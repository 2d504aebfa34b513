//! Pure reaction logic for the room-side control stream (§4.6, §4.9),
//! kept separate from the russh transport in `client.rs` so the
//! protocol behavior is testable without a socket.
//!
//! Actual NAT hole-punching is an external collaborator (§1 Non-goals);
//! what this crate offers in a `punch_answer` is whatever candidate set
//! and port the operator configured at startup, not a live-probed one.

use tracing::{info, warn};
use unn_core::messages::{OperatorMessage, PunchAnswerPayload, PunchOfferPayload, RoomSummary};

/// This room's own advertised reachability, fixed for the life of the
/// process (no live NAT probing — see module docs).
#[derive(Debug, Clone)]
pub struct RoomAdvertisement {
    pub candidates: Vec<String>,
    pub ssh_port: u16,
}

/// React to one message received on the `unn-control` stream. Returns
/// the reply to send back, if any.
pub fn react(advertisement: &RoomAdvertisement, msg: OperatorMessage) -> Option<OperatorMessage> {
    match msg {
        OperatorMessage::RoomList(rooms) => {
            log_roster(&rooms);
            None
        }
        OperatorMessage::Error(e) => {
            warn!(message = %e.message, "entry point reported an error");
            None
        }
        OperatorMessage::PunchOffer(offer) => Some(answer_punch_offer(advertisement, offer)),
        OperatorMessage::Unknown { tag, .. } => {
            warn!(tag, "entry point sent an unrecognized message type");
            None
        }
        other => {
            warn!(?other, "unexpected message on room control stream");
            None
        }
    }
}

fn answer_punch_offer(advertisement: &RoomAdvertisement, offer: PunchOfferPayload) -> OperatorMessage {
    info!(
        person_id = %offer.person_id,
        display_name = %offer.display_name,
        "answering punch offer"
    );
    OperatorMessage::PunchAnswer(PunchAnswerPayload {
        person_id: offer.person_id,
        candidates: advertisement.candidates.clone(),
        ssh_port: advertisement.ssh_port,
    })
}

fn log_roster(rooms: &[RoomSummary]) {
    info!(count = rooms.len(), "received room roster");
}

#[cfg(test)]
mod tests {
    use super::*;

    fn advertisement() -> RoomAdvertisement {
        RoomAdvertisement {
            candidates: vec!["203.0.113.9:2222".to_string()],
            ssh_port: 2222,
        }
    }

    #[test]
    fn punch_offer_is_answered_with_own_advertisement() {
        let reply = react(
            &advertisement(),
            OperatorMessage::PunchOffer(PunchOfferPayload {
                person_id: "alice-1700".to_string(),
                candidates: vec![],
                person_key: "K".to_string(),
                display_name: "alice (github)".to_string(),
                username: "alice".to_string(),
            }),
        );
        match reply {
            Some(OperatorMessage::PunchAnswer(p)) => {
                assert_eq!(p.person_id, "alice-1700");
                assert_eq!(p.ssh_port, 2222);
                assert_eq!(p.candidates, vec!["203.0.113.9:2222".to_string()]);
            }
            _ => panic!("expected PunchAnswer"),
        }
    }

    #[test]
    fn room_list_and_error_produce_no_reply() {
        assert!(react(&advertisement(), OperatorMessage::RoomList(vec![])).is_none());
        assert!(react(
            &advertisement(),
            OperatorMessage::Error(unn_core::messages::ErrorPayload { message: "x".into() })
        )
        .is_none());
    }

    #[test]
    fn unknown_message_produces_no_reply() {
        assert!(react(
            &advertisement(),
            OperatorMessage::Unknown { tag: "frobnicate".into(), payload: serde_json::json!({}) }
        )
        .is_none());
    }
}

Your task → For each line in the data that holds the word "RoomAdvertisement", copy the line.

Completed task →
pub struct RoomAdvertisement {
pub fn react(advertisement: &RoomAdvertisement, msg: OperatorMessage) -> Option<OperatorMessage> {
fn answer_punch_offer(advertisement: &RoomAdvertisement, offer: PunchOfferPayload) -> OperatorMessage {
    fn advertisement() -> RoomAdvertisement {
        RoomAdvertisement {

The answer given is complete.